Re: BUG #12330: ACID is broken for unique constraints - Mailing list pgsql-hackers

From Merlin Moncure
Subject Re: BUG #12330: ACID is broken for unique constraints
Date
Msg-id CAHyXU0zr42rgGuqB6=5fW6TEw8183s89U-2epXJ1Me8WDW=RRw@mail.gmail.com
Whole thread Raw
In response to Re: BUG #12330: ACID is broken for unique constraints  (Kevin Grittner <kgrittn@ymail.com>)
Responses Re: BUG #12330: ACID is broken for unique constraints  (Kevin Grittner <kgrittn@ymail.com>)
List pgsql-hackers
On Mon, Dec 29, 2014 at 8:03 AM, Kevin Grittner <kgrittn@ymail.com> wrote:
> Merlin Moncure <mmoncure@gmail.com> wrote:
>> On Fri, Dec 26, 2014 at 12:38 PM, Kevin Grittner <kgrittn@ymail.com>
>> wrote:
>>> Tom Lane <tgl@sss.pgh.pa.us> wrote:
>>>
>>>> Just for starters, a 40XXX error report will fail to provide the
>>>> duplicated key's value.  This will be a functional regression,
>>>
>>> Not if, as is normally the case, the transaction is retried from
>>> the beginning on a serialization failure.  Either the code will
>>> check for a duplicate (as in the case of the OP on this thread) and
>>> they won't see the error, *or* the the transaction which created
>>> the duplicate key will have committed before the start of the retry
>>> and you will get the duplicate key error.
>>
>> I'm not buying that; that argument assumes duplicate key errors are
>> always 'upsert' driven.  Although OP's code may have checked for
>> duplicates it's perfectly reasonable (and in many cases preferable) to
>> force the transaction to fail and report the error directly back to
>> the application.  The application will then switch on the error code
>> and decide what to do: retry for deadlock/serialization or abort for
>> data integrity error.  IOW, the error handling semantics are
>> fundamentally different and should not be mixed.
>
> I think you might be agreeing with me without realizing it.  Right
> now you get "duplicate key error" even if the duplication is caused
> by a concurrent transaction -- it is not possible to check the
> error code (well, SQLSTATE, technically) to determine whether this
> is fundamentally a serialization problem.  What we're talking about
> is returning the serialization failure return code for the cases
> where it is a concurrent transaction causing the failure and
> continuing to return the duplicate key error for all other cases.
>
> Either I'm not understanding what you wrote above, or you seem to
> be arguing for being able to distinguish between errors caused by
> concurrent transactions and those which aren't.

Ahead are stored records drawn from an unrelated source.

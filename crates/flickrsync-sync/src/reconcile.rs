//! Reconciliation of local photos against recorded uploads
//!
//! [`reconcile`] compares the local library snapshot with the record store
//! snapshot and produces the [`WorkPlan`] for one run. It never updates
//! existing uploads: a photo that is both local and recorded is left alone.

use std::collections::BTreeMap;

use flickrsync_core::domain::{PhotoId, PhotoPath};

/// Work computed once per run from two point-in-time snapshots
#[derive(Debug, Clone, Default, PartialEq, Eq)]
pub struct WorkPlan {
    /// Local photos with no record, in byte-wise path order
    pub to_upload: Vec<PhotoPath>,
    /// Flickr ids of recorded photos whose path is gone locally,
    /// in recorded path order
    pub to_delete: Vec<PhotoId>,
}

impl WorkPlan {
    /// Returns true if there is nothing to upload or delete
    pub fn is_empty(&self) -> bool {
        self.to_upload.is_empty() && self.to_delete.is_empty()
    }
}

/// Computes the photos to upload and the recorded photos to delete
///
/// `local` is re-sorted byte-wise here regardless of the order the index
/// returned: locale-aware directory listings can disagree with the byte
/// order the binary search below relies on. Duplicate paths are collapsed.
///
/// An empty `local` schedules every recorded photo for deletion.
pub fn reconcile(local: &[PhotoPath], recorded: &BTreeMap<PhotoPath, PhotoId>) -> WorkPlan {
    let mut sorted = local.to_vec();
    sorted.sort();
    sorted.dedup();

    let to_upload = sorted
        .iter()
        .filter(|path| !recorded.contains_key(*path))
        .cloned()
        .collect();

    let to_delete = recorded
        .iter()
        .filter(|(path, _)| sorted.binary_search(path).is_err())
        .map(|(_, photo_id)| photo_id.clone())
        .collect();

    WorkPlan {
        to_upload,
        to_delete,
    }
}
//! Drives one realtime connection on behalf of a [`Dispatcher`].
//!
//! # Protocol
//!
//! - Connects to the realtime WebSocket URL
//! - Sends the login frame returned by [`Dispatcher::on_open`]
//! - Feeds every payload frame to [`Dispatcher::on_message`]
//! - Answers pings; returns when the server closes or the stream fails
//!
//! Reconnecting is not attempted here. The dispatcher runs synchronously
//! (blocking HTTP included) inside `block_in_place`, so frames are handled
//! strictly one at a time.

use anyhow::{Context, Result};

use crate::dispatcher::Dispatcher;
use crate::ws::{self, WsMessage};

/// Run the realtime connection at `url` until it closes.
///
/// Builds its own runtime; must not be called from async code.
///
/// # Errors
///
/// Returns an error if the connection cannot be established, the login
/// frame cannot be built or sent, or the stream fails. A clean close from
/// the server is `Ok`.
pub fn run(dispatcher: &mut Dispatcher, url: &str) -> Result<()> {
    let runtime = tokio::runtime::Builder::new_multi_thread()
        .worker_threads(1)
        .enable_all()
        .build()
        .context("Failed to build tokio runtime")?;
    runtime.block_on(drive(dispatcher, url))
}

async fn drive(dispatcher: &mut Dispatcher, url: &str) -> Result<()> {
    dispatcher.start();
    log::info!("[connection] Connecting to {url}");

    let (mut writer, mut reader) = match ws::connect(url).await {
        Ok(halves) => halves,
        Err(e) => {
            dispatcher.on_error(&e);
            return Err(e);
        }
    };

    let login = match dispatcher.on_open() {
        Ok(frame) => frame,
        Err(e) => {
            if let Err(close_err) = writer.close().await {
                log::debug!("[connection] Failed to close after login error: {close_err}");
            }
            dispatcher.on_error(&e);
            return Err(e);
        }
    };
    if let Err(e) = writer.send_text(&login).await {
        dispatcher.on_error(&e);
        return Err(e);
    }
    log::debug!("[connection] Login frame sent");

    loop {
        match reader.recv().await {
            Some(Ok(WsMessage::Data(frame))) => {
                tokio::task::block_in_place(|| dispatcher.on_message(&frame));
            }
            Some(Ok(WsMessage::Ping(data))) => {
                if let Err(e) = writer.send_pong(data).await {
                    log::debug!("[connection] Failed to answer ping: {e}");
                }
            }
            Some(Ok(WsMessage::Pong(_))) => {}
            Some(Ok(WsMessage::Close { code, reason })) => {
                dispatcher.on_close(Some(code), &reason);
                return Ok(());
            }
            Some(Err(e)) => {
                dispatcher.on_error(&e);
                return Err(e);
            }
            None => {
                dispatcher.on_close(None, "stream ended");
                return Ok(());
            }
        }
    }
}
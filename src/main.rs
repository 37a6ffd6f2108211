//! Pushover Open Client CLI - receives Pushover notifications on this machine.
//!
//! This is the main binary entry point. See the `pushover_open_client`
//! library for the core functionality.

use std::io::{self, BufRead, Write};

use anyhow::{Context, Result};
use clap::{Parser, Subcommand};
use mimalloc::MiMalloc;
use pushover_open_client::{
    connection, ApiOutcome, Config, Credentials, CredentialsError, Dispatcher, Endpoints,
    HttpTransport, LoginOutcome, Registry, Session,
};

#[global_allocator]
static GLOBAL: MiMalloc = MiMalloc;

// CLI
#[derive(Parser)]
#[command(name = "pushover-open-client")]
#[command(version)]
#[command(about = "Receive Pushover notifications and dispatch them to local handlers")]
struct Cli {
    #[command(subcommand)]
    command: Commands,
}

#[derive(Subcommand)]
enum Commands {
    /// Bootstrap the device if needed, then listen for notifications
    Run,
    /// Log in and store the device secret
    Login {
        /// Account email (defaults to the credentials file)
        #[arg(long)]
        email: Option<String>,
        /// Account password (defaults to the credentials file)
        #[arg(long)]
        password: Option<String>,
        /// Two-factor code; prompted for when required and omitted
        #[arg(long)]
        twofa: Option<String>,
    },
    /// Register this machine as a new device
    Register {
        /// Device name (letters, digits, `_` and `-`, 25 characters max)
        #[arg(long)]
        name: Option<String>,
    },
    /// Download pending messages and print them as JSON
    Download,
    /// Acknowledge messages up to an id (default: the highest pending one)
    Delete {
        /// Highest message id to acknowledge
        #[arg(long)]
        last_id: Option<i64>,
    },
    /// Print the effective configuration
    Config {
        /// Also write it to the config file
        #[arg(long)]
        save: bool,
    },
}

fn init_logging() -> Result<()> {
    let mut builder =
        env_logger::Builder::from_env(env_logger::Env::default().default_filter_or("info"));
    builder.format_timestamp_secs();
    if let Ok(path) = std::env::var("PUSHOVER_LOG_FILE") {
        let log_file = std::fs::File::create(&path)
            .with_context(|| format!("Failed to create log file at {path}"))?;
        builder.target(env_logger::Target::Pipe(Box::new(log_file)));
    }
    builder.init();
    Ok(())
}

/// HTTP session for `config`; a missing credentials file is not an error here.
fn open_session(config: &Config) -> Result<Session> {
    let mut session = Session::new(
        Box::new(HttpTransport::new()?),
        Endpoints::new(&config.api_url),
        Credentials::default(),
    )
    .with_credentials_path(&config.credentials_file);

    if let Err(e) = session.load_credentials() {
        match e.downcast_ref::<CredentialsError>() {
            Some(CredentialsError::FileNotFound(_)) => {
                log::debug!("No credentials file yet at {}", config.credentials_file.display());
            }
            _ => return Err(e),
        }
    }
    Ok(session)
}

fn prompt(label: &str) -> Result<String> {
    print!("{label}: ");
    io::stdout().flush()?;
    let mut line = String::new();
    io::stdin()
        .lock()
        .read_line(&mut line)
        .context("Failed to read from stdin")?;
    Ok(line.trim().to_string())
}

fn login(
    config: &Config,
    email: Option<String>,
    password: Option<String>,
    twofa: Option<String>,
) -> Result<()> {
    let mut session = open_session(config)?;
    if let (Some(email), Some(password)) = (email.as_deref(), password.as_deref()) {
        session.load_from_email_and_password(email, password)?;
    }
    if let Some(code) = twofa.as_deref() {
        session.set_twofa(code);
    }

    let mut outcome = session.login(email.as_deref(), password.as_deref(), None)?;
    if matches!(outcome, LoginOutcome::NeedsTwofa) && twofa.is_none() {
        let code = prompt("Two-factor code")?;
        session.set_twofa(&code);
        outcome = session.login(email.as_deref(), password.as_deref(), None)?;
    }

    match outcome {
        LoginOutcome::Secret(_) => {
            println!(
                "Logged in. Credentials saved to {}",
                config.credentials_file.display()
            );
            Ok(())
        }
        LoginOutcome::NeedsTwofa => anyhow::bail!("Login requires a valid two-factor code"),
        LoginOutcome::Rejected(errors) => anyhow::bail!("Login failed: {errors}"),
    }
}

fn run(config: &Config) -> Result<()> {
    let mut session = Session::from_config(config)?;
    let credentials = session.credentials();
    let ready = credentials.secret.is_some() && credentials.device_id.is_some();

    if !ready {
        log::info!("No registered device yet, bootstrapping");
        session.bootstrap(config.device_name.as_deref())?;
    }

    let registry = Registry::from_config(config);
    let mut dispatcher =
        Dispatcher::new(session, registry).with_device_name(config.device_name.clone());

    // Pick up anything queued while we were offline.
    if ready {
        dispatcher.sync()?;
    }

    connection::run(&mut dispatcher, &config.websocket_url)
}

fn main() -> Result<()> {
    init_logging()?;

    let cli = Cli::parse();
    let config = Config::load()?;

    match cli.command {
        Commands::Run => run(&config)?,
        Commands::Login {
            email,
            password,
            twofa,
        } => login(&config, email, password, twofa)?,
        Commands::Register { name } => {
            let mut session = Session::from_config(&config)?;
            let name = name.or_else(|| config.device_name.clone());
            let device_id = session
                .register_device(name.as_deref(), None)?
                .into_result("Device registration")?;
            println!("Registered device {device_id}");
        }
        Commands::Download => {
            let mut session = Session::from_config(&config)?;
            let messages = session
                .download_messages(None, None)?
                .into_result("Message download")?;
            let values: Vec<_> = messages.iter().map(|m| m.to_value()).collect();
            println!("{}", serde_json::to_string_pretty(&values)?);
        }
        Commands::Delete { last_id } => {
            let mut session = Session::from_config(&config)?;
            let last_id = match last_id {
                Some(id) => Some(id),
                None => session.highest_message_id(true)?,
            };
            match session.delete_all_messages(None, None, last_id)? {
                ApiOutcome::Success(Some(id)) => println!("Acknowledged messages through {id}"),
                ApiOutcome::Success(None) => println!("No messages to acknowledge"),
                ApiOutcome::Rejected(errors) => anyhow::bail!("Acknowledgement failed: {errors}"),
            }
        }
        Commands::Config { save } => {
            println!("{}", serde_json::to_string_pretty(&config)?);
            if save {
                config.save()?;
                println!("Saved to {}", Config::config_path()?.display());
            }
        }
    }

    Ok(())
}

Well, I'm arguing that duplicate key errors are not serialization
failures unless it's likely the insertion would succeed upon a retry;
a proper insert, not an upsert.  If that's the case with what you're
proposing, then it makes sense to me.  But that's not what it sounds
like...your language suggests AIUI that having the error simply be
caused by another transaction being concurrent would be sufficient to
switch to a serialization error (feel free to correct me if I'm
wrong!).

In other words, the current behavior is:
txn A,B begin
txn A inserts
txn B inserts over A, locks, waits
txn A commits.  B aborts with duplicate key error

Assuming that case is untouched, then we're good!  My long winded
point above is that case must fail with duplicate key error; a
serialization error is suggesting the transaction should be retried
and it shouldn't be...it would simply fail a second time.